* Problem to solve
Show the lines below that contain the string "payload".

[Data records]
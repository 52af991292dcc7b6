use axum::extract::{Extension, State};
use axum::http::StatusCode;
use axum::routing::{get, post};
use axum::{middleware, Json, Router};
use serde::Deserialize;
use serde_json::json;
use sqlx::types::Uuid;

use taskbay_common::ModuleClient;
use taskbay_core::policy::{self, Action, Resource};
use taskbay_core::wallet;

use crate::middleware::{authenticate, ensure_account};
use crate::response::{AppError, AppSuccess};
use crate::GlobalState;

pub fn wallet_routes() -> Router<GlobalState> {
    Router::new()
        .route("/wallet",
            get(get_wallet)
                .route_layer(middleware::from_fn(authenticate))
        )
        .route("/wallet/deposit",
            post(start_deposit)
                .route_layer(middleware::from_fn(authenticate))
        )
        .route("/wallet/deposit/confirm",
            post(confirm_deposit)
                .route_layer(middleware::from_fn(authenticate))
        )
        .route("/wallet/withdraw",
            post(withdraw)
                .route_layer(middleware::from_fn(authenticate))
        )
        .route("/wallet/connect",
            post(connect_bank_account)
                .route_layer(middleware::from_fn(authenticate))
        )
        .route("/wallet/connect/status",
            get(connect_status)
                .route_layer(middleware::from_fn(authenticate))
        )
}

async fn get_wallet(
    State(state): State<GlobalState>,
    Extension(user_id): Extension<Uuid>,
) -> Result<AppSuccess, AppError> {
    let user = ensure_account(&state, user_id).await?;
    policy::ensure_permitted(&user, Resource::Wallet, Action::Read)?;

    let (wallet, transactions) = wallet::get_wallet_overview(state.db.get_client(), &user).await?;
    Ok(AppSuccess::new(
        StatusCode::OK,
        "Wallet fetched",
        json!({ "wallet": wallet, "transactions": transactions }),
    ))
}

#[derive(Debug, Deserialize)]
#[serde(rename_all = "camelCase")]
pub struct DepositRequest {
    pub amount_cents: i64,
}

async fn start_deposit(
    State(state): State<GlobalState>,
    Extension(user_id): Extension<Uuid>,
    Json(payload): Json<DepositRequest>,
) -> Result<AppSuccess, AppError> {
    let user = ensure_account(&state, user_id).await?;
    policy::ensure_permitted(&user, Resource::Wallet, Action::Deposit)?;

    let intent = wallet::start_deposit(
        state.db.get_client(),
        state.gateway.as_ref(),
        &user,
        payload.amount_cents,
    )
    .await?;
    Ok(AppSuccess::new(
        StatusCode::CREATED,
        "Deposit started",
        json!({ "paymentIntentId": intent.id, "clientSecret": intent.client_secret }),
    ))
}

#[derive(Debug, Deserialize)]
#[serde(rename_all = "camelCase")]
pub struct ConfirmDepositRequest {
    pub payment_intent_id: String,
}

async fn confirm_deposit(
    State(state): State<GlobalState>,
    Extension(user_id): Extension<Uuid>,
    Json(payload): Json<ConfirmDepositRequest>,
) -> Result<AppSuccess, AppError> {
    let user = ensure_account(&state, user_id).await?;
    policy::ensure_permitted(&user, Resource::Wallet, Action::Deposit)?;

    let (wallet, transaction) = wallet::confirm_deposit(
        state.db.get_client(),
        state.gateway.as_ref(),
        &user,
        &payload.payment_intent_id,
    )
    .await?;
    Ok(AppSuccess::new(
        StatusCode::OK,
        "Deposit recorded",
        json!({ "wallet": wallet, "transaction": transaction }),
    ))
}

#[derive(Debug, Deserialize)]
#[serde(rename_all = "camelCase")]
pub struct WithdrawRequest {
    pub amount_cents: i64,
}

async fn withdraw(
    State(state): State<GlobalState>,
    Extension(user_id): Extension<Uuid>,
    Json(payload): Json<WithdrawRequest>,
) -> Result<AppSuccess, AppError> {
    let user = ensure_account(&state, user_id).await?;
    policy::ensure_permitted(&user, Resource::Wallet, Action::Withdraw)?;

    let (wallet, transaction) = wallet::withdraw(
        state.db.get_client(),
        state.gateway.as_ref(),
        &user,
        payload.amount_cents,
    )
    .await?;
    Ok(AppSuccess::new(
        StatusCode::OK,
        "Withdrawal sent",
        json!({ "wallet": wallet, "transaction": transaction }),
    ))
}

async fn connect_bank_account(
    State(state): State<GlobalState>,
    Extension(user_id): Extension<Uuid>,
) -> Result<AppSuccess, AppError> {
    let user = ensure_account(&state, user_id).await?;
    policy::ensure_permitted(&user, Resource::Wallet, Action::Connect)?;

    let onboarding_url =
        wallet::connect_bank_account(state.db.get_client(), state.gateway.as_ref(), &user).await?;
    Ok(AppSuccess::new(
        StatusCode::OK,
        "Onboarding link created",
        json!({ "url": onboarding_url }),
    ))
}

async fn connect_status(
    State(state): State<GlobalState>,
    Extension(user_id): Extension<Uuid>,
) -> Result<AppSuccess, AppError> {
    let user = ensure_account(&state, user_id).await?;
    policy::ensure_permitted(&user, Resource::Wallet, Action::Read)?;

    let wallet =
        wallet::refresh_connect_status(state.db.get_client(), state.gateway.as_ref(), &user).await?;
    Ok(AppSuccess::new(
        StatusCode::OK,
        "Connect status refreshed",
        json!({ "bankAccountConnected": wallet.bank_account_connected, "wallet": wallet }),
    ))
}
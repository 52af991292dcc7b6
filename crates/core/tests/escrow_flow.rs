mod support;

use sqlx::PgPool;
use taskbay_core::booking::{self, Booking, BookingPaymentStatus, BookingStatus};
use taskbay_core::error::CoreError;
use taskbay_core::escrow::{self, ExternalApply, Payment, PaymentStatus};
use taskbay_core::user::{User, UserRole};
use taskbay_core::wallet::{Wallet, WalletTransactionKind};

use support::MockGateway;

struct EscrowFixture {
    customer: User,
    provider: User,
    booking: Booking,
}

/// Provider, service, customer, and one fresh unpaid booking.
async fn open_booking(pool: &PgPool, price_cents: i64) -> EscrowFixture {
    let provider = support::create_user(pool, UserRole::Provider).await;
    let service = support::create_service(pool, &provider, price_cents).await;
    let customer = support::create_customer_with_credits(pool, 10).await;
    let (booking, _) = booking::create_booking(pool, &customer, support::booking_request(&service))
        .await
        .expect("booking");
    EscrowFixture {
        customer,
        provider,
        booking,
    }
}

#[test]
fn a_succeeded_intent_moves_the_payment_to_held() {
    support::block_on(async {
        let Some(pool) = support::test_pool().await else {
            eprintln!("TEST_DATABASE_URL not set, skipping");
            return;
        };
        let gateway = MockGateway::new();
        let fx = open_booking(pool, 6000).await;

        let (payment, secret) = escrow::create_payment_intent(pool, &gateway, &fx.customer, fx.booking.id)
            .await
            .expect("open payment");
        assert_eq!(payment.status, PaymentStatus::Pending);
        assert_eq!(payment.amount_cents, 6000);
        assert!(secret.is_some());

        let row = Booking::find_by_id(pool, fx.booking.id)
            .await
            .expect("find")
            .expect("row");
        assert_eq!(row.payment_status, BookingPaymentStatus::Processing);
        assert_eq!(row.payment_id, Some(payment.id));

        let applied = escrow::apply_external_status(pool, &payment, "succeeded")
            .await
            .expect("apply");
        let ExternalApply::Updated(held) = applied else {
            panic!("expected an update");
        };
        assert_eq!(held.status, PaymentStatus::Held);

        let row = Booking::find_by_id(pool, fx.booking.id)
            .await
            .expect("find")
            .expect("row");
        assert_eq!(row.payment_status, BookingPaymentStatus::Paid);
    })
}

#[test]
fn a_declined_card_retries_against_the_same_intent() {
    support::block_on(async {
        let Some(pool) = support::test_pool().await else {
            eprintln!("TEST_DATABASE_URL not set, skipping");
            return;
        };
        let gateway = MockGateway::new();
        let fx = open_booking(pool, 6000).await;

        let (payment, _) = escrow::create_payment_intent(pool, &gateway, &fx.customer, fx.booking.id)
            .await
            .expect("open payment");
        let intent_id = payment.stripe_payment_intent_id.clone().expect("intent attached");

        // The customer confirmed, then the charge bounced back to
        // requires_payment_method. The booking reopens as unpaid.
        escrow::apply_external_status(pool, &payment, "processing")
            .await
            .expect("processing");
        let processing = Payment::find_by_id(pool, payment.id)
            .await
            .expect("find")
            .expect("row");
        escrow::apply_external_status(pool, &processing, "requires_payment_method")
            .await
            .expect("bounce");
        let row = Booking::find_by_id(pool, fx.booking.id)
            .await
            .expect("find")
            .expect("row");
        assert_eq!(row.payment_status, BookingPaymentStatus::Unpaid);

        let (retry, secret) = escrow::create_payment_intent(pool, &gateway, &fx.customer, fx.booking.id)
            .await
            .expect("retry");
        assert_eq!(retry.id, payment.id);
        assert_eq!(retry.stripe_payment_intent_id.as_deref(), Some(intent_id.as_str()));
        assert!(secret.is_some());
        assert_eq!(gateway.intents_created(), 1);
    })
}

#[test]
fn a_dead_intent_is_replaced_on_the_same_payment_row() {
    support::block_on(async {
        let Some(pool) = support::test_pool().await else {
            eprintln!("TEST_DATABASE_URL not set, skipping");
            return;
        };
        let gateway = MockGateway::new();
        let fx = open_booking(pool, 6000).await;

        let (payment, _) = escrow::create_payment_intent(pool, &gateway, &fx.customer, fx.booking.id)
            .await
            .expect("open payment");
        let first_intent = payment.stripe_payment_intent_id.clone().expect("intent attached");

        escrow::apply_external_status(pool, &payment, "processing")
            .await
            .expect("processing");
        let processing = Payment::find_by_id(pool, payment.id)
            .await
            .expect("find")
            .expect("row");
        escrow::apply_external_status(pool, &processing, "requires_payment_method")
            .await
            .expect("bounce");

        // Cancelled at the gateway without the cancellation webhook landing.
        gateway.mark_intent(&first_intent, "canceled");

        let (replaced, secret) = escrow::create_payment_intent(pool, &gateway, &fx.customer, fx.booking.id)
            .await
            .expect("replace");
        assert_eq!(replaced.id, payment.id);
        assert_ne!(replaced.stripe_payment_intent_id.as_deref(), Some(first_intent.as_str()));
        assert!(secret.is_some());
        assert_eq!(gateway.intents_created(), 2);
    })
}

#[test]
fn release_rejects_anything_but_a_held_payment() {
    support::block_on(async {
        let Some(pool) = support::test_pool().await else {
            eprintln!("TEST_DATABASE_URL not set, skipping");
            return;
        };
        let gateway = MockGateway::new();
        let admin = support::create_user(pool, UserRole::Admin).await;
        let fx = open_booking(pool, 6000).await;

        let (payment, _) = escrow::create_payment_intent(pool, &gateway, &fx.customer, fx.booking.id)
            .await
            .expect("open payment");
        escrow::apply_external_status(pool, &payment, "processing")
            .await
            .expect("processing");

        let err = escrow::release_payment(pool, &admin, payment.id)
            .await
            .expect_err("processing money is not releasable");
        assert!(matches!(err, CoreError::InvalidState(_)));

        // Nothing reached the provider.
        assert!(Wallet::find_by_user(pool, fx.provider.id)
            .await
            .expect("lookup")
            .is_none());
        let row = Payment::find_by_id(pool, payment.id)
            .await
            .expect("find")
            .expect("row");
        assert_eq!(row.status, PaymentStatus::Processing);
    })
}

#[test]
fn release_credits_the_provider_wallet() {
    support::block_on(async {
        let Some(pool) = support::test_pool().await else {
            eprintln!("TEST_DATABASE_URL not set, skipping");
            return;
        };
        let gateway = MockGateway::new();
        let admin = support::create_user(pool, UserRole::Admin).await;
        let fx = open_booking(pool, 6000).await;

        let (payment, _) = escrow::create_payment_intent(pool, &gateway, &fx.customer, fx.booking.id)
            .await
            .expect("open payment");
        escrow::apply_external_status(pool, &payment, "succeeded")
            .await
            .expect("held");
        booking::update_booking_status(pool, &fx.provider, fx.booking.id, BookingStatus::Confirmed)
            .await
            .expect("confirm");
        booking::update_booking_status(pool, &fx.provider, fx.booking.id, BookingStatus::Completed)
            .await
            .expect("complete");

        let err = escrow::release_payment(pool, &fx.provider, payment.id)
            .await
            .expect_err("only admins release");
        assert!(matches!(err, CoreError::Forbidden(_)));

        let released = escrow::release_payment(pool, &admin, payment.id)
            .await
            .expect("release");
        assert_eq!(released.status, PaymentStatus::Released);
        assert!(released.release_date.is_some());

        let wallet = Wallet::find_by_user(pool, fx.provider.id)
            .await
            .expect("lookup")
            .expect("wallet created by the release");
        assert_eq!(wallet.balance_cents, 6000);
        assert_eq!(support::wallet_tx_sum(pool, wallet.id).await, wallet.balance_cents);

        let earned: Vec<_> = taskbay_core::wallet::WalletTransaction::list_recent(pool, wallet.id, 10)
            .await
            .expect("history")
            .into_iter()
            .filter(|t| t.kind == WalletTransactionKind::ServicePayment)
            .collect();
        assert_eq!(earned.len(), 1);
        assert_eq!(earned[0].amount_cents, 6000);
        assert_eq!(earned[0].booking_id, Some(fx.booking.id));

        // Releasing twice cannot double-pay.
        let err = escrow::release_payment(pool, &admin, payment.id)
            .await
            .expect_err("already released");
        assert!(matches!(err, CoreError::InvalidState(_)));
    })
}

#[test]
fn refund_flips_the_booking_and_records_the_refund_id() {
    support::block_on(async {
        let Some(pool) = support::test_pool().await else {
            eprintln!("TEST_DATABASE_URL not set, skipping");
            return;
        };
        let gateway = MockGateway::new();
        let admin = support::create_user(pool, UserRole::Admin).await;
        let fx = open_booking(pool, 6000).await;

        let (payment, _) = escrow::create_payment_intent(pool, &gateway, &fx.customer, fx.booking.id)
            .await
            .expect("open payment");
        escrow::apply_external_status(pool, &payment, "succeeded")
            .await
            .expect("held");

        let err = escrow::refund_payment(pool, &gateway, &fx.customer, payment.id)
            .await
            .expect_err("only admins refund");
        assert!(matches!(err, CoreError::Forbidden(_)));

        let refunded = escrow::refund_payment(pool, &gateway, &admin, payment.id)
            .await
            .expect("refund");
        assert_eq!(refunded.status, PaymentStatus::Refunded);
        assert!(refunded.stripe_refund_id.is_some());

        let row = Booking::find_by_id(pool, fx.booking.id)
            .await
            .expect("find")
            .expect("row");
        assert_eq!(row.payment_status, BookingPaymentStatus::Refunded);
    })
}

#[test]
fn a_late_gateway_event_cannot_undo_a_settlement() {
    support::block_on(async {
        let Some(pool) = support::test_pool().await else {
            eprintln!("TEST_DATABASE_URL not set, skipping");
            return;
        };
        let gateway = MockGateway::new();
        let admin = support::create_user(pool, UserRole::Admin).await;
        let fx = open_booking(pool, 6000).await;

        let (payment, _) = escrow::create_payment_intent(pool, &gateway, &fx.customer, fx.booking.id)
            .await
            .expect("open payment");
        escrow::apply_external_status(pool, &payment, "succeeded")
            .await
            .expect("held");
        booking::update_booking_status(pool, &fx.provider, fx.booking.id, BookingStatus::Confirmed)
            .await
            .expect("confirm");
        booking::update_booking_status(pool, &fx.provider, fx.booking.id, BookingStatus::Completed)
            .await
            .expect("complete");
        escrow::release_payment(pool, &admin, payment.id)
            .await
            .expect("release");

        let released = Payment::find_by_id(pool, payment.id)
            .await
            .expect("find")
            .expect("row");
        let applied = escrow::apply_external_status(pool, &released, "succeeded")
            .await
            .expect("apply");
        assert!(matches!(applied, ExternalApply::Ignored));

        let row = Payment::find_by_id(pool, payment.id)
            .await
            .expect("find")
            .expect("row");
        assert_eq!(row.status, PaymentStatus::Released);
    })
}

#[test]
fn unknown_gateway_statuses_are_ignored() {
    support::block_on(async {
        let Some(pool) = support::test_pool().await else {
            eprintln!("TEST_DATABASE_URL not set, skipping");
            return;
        };
        let gateway = MockGateway::new();
        let fx = open_booking(pool, 6000).await;

        let (payment, _) = escrow::create_payment_intent(pool, &gateway, &fx.customer, fx.booking.id)
            .await
            .expect("open payment");
        let applied = escrow::apply_external_status(pool, &payment, "requires_teleportation")
            .await
            .expect("apply");
        assert!(matches!(applied, ExternalApply::Ignored));

        let row = Payment::find_by_id(pool, payment.id)
            .await
            .expect("find")
            .expect("row");
        assert_eq!(row.status, PaymentStatus::Pending);
    })
}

* Written reply
    Json(payload): Json<DepositRequest>,
        payload.amount_cents,
    Json(payload): Json<ConfirmDepositRequest>,
        &payload.payment_intent_id,
    Json(payload): Json<WithdrawRequest>,
        payload.amount_cents,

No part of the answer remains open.